> _What is expected_: Lines from the line with "pub mod dispatch;" to the line with "## Fault trapping" in the entries below, and only those, must be output exactly, with both ends included.
── Supplied entries
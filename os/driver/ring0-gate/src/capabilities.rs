//! Build-time capability switches.

/// What this build of the service is allowed to do.
#[derive(Debug, Copy, Clone, PartialEq, Eq, Hash)]
pub struct Capabilities {
    /// Physical memory may be written, and read anywhere rather than only
    /// inside the [legacy window](crate::physical::LEGACY_WINDOW).
    pub full_physical_memory: bool,
}

impl Capabilities {
    /// The capabilities selected by the crate's Cargo features.
    pub const BUILD: Self = Self {
        full_physical_memory: cfg!(feature = "physical-memory"),
    };

    /// Legacy-window reads only; no physical memory writes.
    pub const RESTRICTED: Self = Self {
        full_physical_memory: false,
    };

    pub const UNRESTRICTED: Self = Self {
        full_physical_memory: true,
    };
}

impl Default for Capabilities {
    fn default() -> Self {
        Self::BUILD
    }
}
//! # Ring-0 Hardware Access Gate
//!
//! Lets unprivileged diagnostic and monitoring tools read (and, where allowed,
//! write) hardware state that is otherwise only reachable from CPL0:
//!
//! * model-specific registers and performance-monitoring counters,
//! * legacy I/O ports,
//! * PCI configuration space,
//! * physical memory ranges.
//!
//! The host hands every request to a [`Dispatcher`], already framed as a
//! control code plus input and output buffers. The dispatcher validates the
//! buffers for that control code, performs exactly one hardware access
//! through the [`Platform`](platform::Platform) seams, and completes the
//! request with a [`Status`] and a byte count. Nothing is retried, nothing
//! is deferred, and a faulting instruction is reported, never escalated.
//!
//! ## Crate layout
//!
//! | Module            | Role                                                   |
//! |-------------------|--------------------------------------------------------|
//! | [`dispatch`]      | request entry point, validate → execute → complete     |
//! | [`validate`]      | per-opcode size, range and capability rules            |
//! | [`access`]        | one primitive routine per privileged operation         |
//! | [`session`]       | open-handle counter with a permanent "locked" state    |
//! | [`platform`]      | hardware traits and the native x86-64 backend          |
//! | [`opcode`], [`wire`], [`status`] | the request/response contract         |
//!
//! ## Features
//!
//! * `native` (default): the x86-64 backend in [`platform::native`].
//! * `physical-memory`: allows physical memory writes and reads outside the
//!   legacy `0xC0000..=0xFFFFF` window.

#![cfg_attr(not(any(test, doctest)), no_std)]
#![allow(unsafe_code)]

pub mod access;
pub mod capabilities;
pub mod dispatch;
pub mod opcode;
pub mod physical;
pub mod platform;
pub mod session;
pub mod status;
pub mod validate;
pub mod wire;

pub use capabilities::Capabilities;
pub use dispatch::{Dispatcher, Request};
pub use opcode::Opcode;
pub use session::SessionRegistry;
pub use status::{AccessError, IoStatus, Status};
//! # x86-64 hardware backend
//!
//! Implements the [`Platform`](super::Platform) seams on bare hardware:
//!
//! * MSRs and PMCs through `ring0-registers`, each access wrapped in a
//!   host-supplied [`FaultTrap`],
//! * I/O ports through `in`/`out`,
//! * PCI configuration space through configuration mechanism #1
//!   (`CONFIG_ADDRESS` at `0xCF8`, `CONFIG_DATA` at `0xCFC`),
//! * physical ranges through the kernel's higher-half direct map.
//!
//! ## Fault trapping
//! `rdmsr`, `wrmsr` and `rdpmc` raise `#GP(0)` for indices the core does not
//! implement. Only the host's exception dispatcher can recover from that (an
//! exception-table fixup, structured exception handling, …), so the host
//! provides a [`FaultTrap`] that runs an operation and reports whether it
//! faulted. [`Untrapped`] runs the operation bare and is only suitable when
//! every index is known to be valid.

use super::{Fault, IoSpaceMapper, ModelSpecificRegisters, PciConfigSpace, PciSlot, PortIo, Processor};
use crate::physical::PhysicalAddress;
use crate::wire::{PortValue, PortWidth};
use core::ptr::NonNull;
use ring0_registers::{Msr, Pmc, port, processor};
use spin::Mutex;

/// Runs a privileged operation and reports whether it raised an exception.
pub trait FaultTrap {
    /// # Errors
    /// [`Fault`] if `op` raised a processor exception that was caught.
    fn catch(&self, op: &mut dyn FnMut()) -> Result<(), Fault>;
}

/// Runs operations without any recovery; a fault is fatal to the host.
#[derive(Debug, Default, Copy, Clone)]
pub struct Untrapped;

impl FaultTrap for Untrapped {
    #[inline]
    fn catch(&self, op: &mut dyn FnMut()) -> Result<(), Fault> {
        op();
        Ok(())
    }
}

const CONFIG_ADDRESS: u16 = 0xCF8;
const CONFIG_DATA: u16 = 0xCFC;
const CONFIG_ENABLE: u32 = 1 << 31;

/// Size of the configuration space reachable through mechanism #1.
const CONFIG_SPACE_LEN: u32 = 256;

const VENDOR_ID_NONE: u16 = 0xFFFF;

/// Configuration mechanism #1.
///
/// Selecting a register and accessing it are two separate port operations,
/// so the pair is serialized across processors with a spin lock.
struct Mechanism1 {
    lock: Mutex<()>,
}

impl Mechanism1 {
    const fn new() -> Self {
        Self { lock: Mutex::new(()) }
    }

    /// Runs `f` with the configuration ports held; released when the guard
    /// drops, including on unwind.
    fn exclusive<R>(&self, f: impl FnOnce() -> R) -> R {
        let _guard = self.lock.lock();
        f()
    }

    const fn address(slot: PciSlot, offset: u32) -> u32 {
        CONFIG_ENABLE
            | ((slot.bus as u32) << 16)
            | (((slot.device & 0x1F) as u32) << 11)
            | (((slot.function & 0x07) as u32) << 8)
            | (offset & 0xFC)
    }

    #[allow(clippy::cast_possible_truncation)]
    unsafe fn read_byte(slot: PciSlot, offset: u32) -> u8 {
        unsafe {
            port::outl(CONFIG_ADDRESS, Self::address(slot, offset));
            port::inb(CONFIG_DATA + (offset & 0x3) as u16)
        }
    }

    #[allow(clippy::cast_possible_truncation)]
    unsafe fn write_byte(slot: PciSlot, offset: u32, value: u8) {
        unsafe {
            port::outl(CONFIG_ADDRESS, Self::address(slot, offset));
            port::outb(CONFIG_DATA + (offset & 0x3) as u16, value);
        }
    }

    #[allow(clippy::cast_possible_truncation)]
    unsafe fn vendor_id(slot: PciSlot) -> u16 {
        unsafe {
            port::outl(CONFIG_ADDRESS, Self::address(slot, 0));
            (port::inl(CONFIG_DATA) & 0xFFFF) as u16
        }
    }

    /// Number of bytes of a `len`-byte access at `offset` that fall inside
    /// the configuration space.
    fn clamp(offset: u32, len: usize) -> usize {
        let room = CONFIG_SPACE_LEN.saturating_sub(offset) as usize;
        len.min(room)
    }
}

/// Bare-metal x86-64 [`Platform`](super::Platform).
pub struct NativePlatform<T: FaultTrap = Untrapped> {
    trap: T,
    /// Virtual base of the higher-half direct map of physical memory.
    hhdm_base: u64,
    pci: Mechanism1,
}

impl<T: FaultTrap> NativePlatform<T> {
    /// Creates the backend.
    ///
    /// # Safety
    /// Must only be used at CPL0. `hhdm_base` must be the base of a direct
    /// map covering every physical address that will be requested, mapped
    /// uncached where it covers device memory.
    pub const unsafe fn new(trap: T, hhdm_base: u64) -> Self {
        Self {
            trap,
            hhdm_base,
            pci: Mechanism1::new(),
        }
    }
}

impl<T: FaultTrap> ModelSpecificRegisters for NativePlatform<T> {
    fn read_msr(&self, index: u32) -> Result<u64, Fault> {
        let mut value = 0;
        // SAFETY: CPL0 is a construction precondition; #GP is caught by the trap.
        self.trap.catch(&mut || value = unsafe { Msr::new(index).load_raw() })?;
        Ok(value)
    }

    fn write_msr(&self, index: u32, value: u64) -> Result<(), Fault> {
        // SAFETY: as above.
        self.trap.catch(&mut || unsafe { Msr::new(index).store_raw(value) })
    }

    fn read_pmc(&self, counter: u32) -> Result<u64, Fault> {
        let mut value = 0;
        // SAFETY: as above.
        self.trap.catch(&mut || value = unsafe { Pmc::new(counter).load_raw() })?;
        Ok(value)
    }
}

impl<T: FaultTrap> PortIo for NativePlatform<T> {
    fn read_port(&self, port: u16, width: PortWidth) -> PortValue {
        // SAFETY: CPL0; the caller chose the port.
        unsafe {
            match width {
                PortWidth::Byte => PortValue::Byte(port::inb(port)),
                PortWidth::Word => PortValue::Word(port::inw(port)),
                PortWidth::Dword => PortValue::Dword(port::inl(port)),
            }
        }
    }

    fn write_port(&self, port: u16, value: PortValue) {
        // SAFETY: CPL0; the caller chose the port and value.
        unsafe {
            match value {
                PortValue::Byte(v) => port::outb(port, v),
                PortValue::Word(v) => port::outw(port, v),
                PortValue::Dword(v) => port::outl(port, v),
            }
        }
    }
}

impl<T: FaultTrap> PciConfigSpace for NativePlatform<T> {
    fn read_config(&self, slot: PciSlot, offset: u32, buf: &mut [u8]) -> usize {
        self.pci.exclusive(|| {
            // SAFETY: CPL0; mechanism #1 ports are serialized by the lock.
            if unsafe { Mechanism1::vendor_id(slot) } == VENDOR_ID_NONE {
                for b in buf.iter_mut().take(2) {
                    *b = 0xFF;
                }
                return 2;
            }
            let n = Mechanism1::clamp(offset, buf.len());
            for (b, reg) in buf[..n].iter_mut().zip(offset..) {
                *b = unsafe { Mechanism1::read_byte(slot, reg) };
            }
            n
        })
    }

    fn write_config(&self, slot: PciSlot, offset: u32, data: &[u8]) -> usize {
        self.pci.exclusive(|| {
            // SAFETY: CPL0; mechanism #1 ports are serialized by the lock.
            if unsafe { Mechanism1::vendor_id(slot) } == VENDOR_ID_NONE {
                return 0;
            }
            let n = Mechanism1::clamp(offset, data.len());
            for (&b, reg) in data[..n].iter().zip(offset..) {
                unsafe { Mechanism1::write_byte(slot, reg, b) };
            }
            n
        })
    }
}

impl<T: FaultTrap> IoSpaceMapper for NativePlatform<T> {
    unsafe fn map_io_space(&self, base: PhysicalAddress, len: usize) -> Option<NonNull<u8>> {
        let va = self.hhdm_base.checked_add(base.as_u64())?;
        va.checked_add(len as u64)?;
        NonNull::new(va as *mut u8)
    }

    unsafe fn unmap_io_space(&self, _mapped: NonNull<u8>, _len: usize) {
        // The direct map is permanent.
    }
}

impl<T: FaultTrap> Processor for NativePlatform<T> {
    fn halt(&self) {
        // SAFETY: CPL0.
        unsafe { processor::hlt() }
    }
}
//! Processor control.

/// Halts the executing processor until the next external interrupt.
///
/// If interrupts are masked when this executes, the core does not resume
/// until an NMI, SMI or INIT arrives.
///
/// # Safety
/// Requires **CPL=0**. Halting the processor that holds a lock other cores
/// spin on stalls them too.
#[cfg(all(feature = "asm", target_arch = "x86_64"))]
#[inline]
pub unsafe fn hlt() {
    unsafe {
        core::arch::asm!("hlt", options(nomem, nostack, preserves_flags));
    }
}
────
> _Exercise response_:
pub mod dispatch;
pub mod opcode;
pub mod physical;
pub mod platform;
pub mod session;
pub mod status;
pub mod validate;
pub mod wire;

pub use capabilities::Capabilities;
pub use dispatch::{Dispatcher, Request};
pub use opcode::Opcode;
pub use session::SessionRegistry;
pub use status::{AccessError, IoStatus, Status};
//! # x86-64 hardware backend
//!
//! Implements the [`Platform`](super::Platform) seams on bare hardware:
//!
//! * MSRs and PMCs through `ring0-registers`, each access wrapped in a
//!   host-supplied [`FaultTrap`],
//! * I/O ports through `in`/`out`,
//! * PCI configuration space through configuration mechanism #1
//!   (`CONFIG_ADDRESS` at `0xCF8`, `CONFIG_DATA` at `0xCFC`),
//! * physical ranges through the kernel's higher-half direct map.
//!
//! ## Fault trapping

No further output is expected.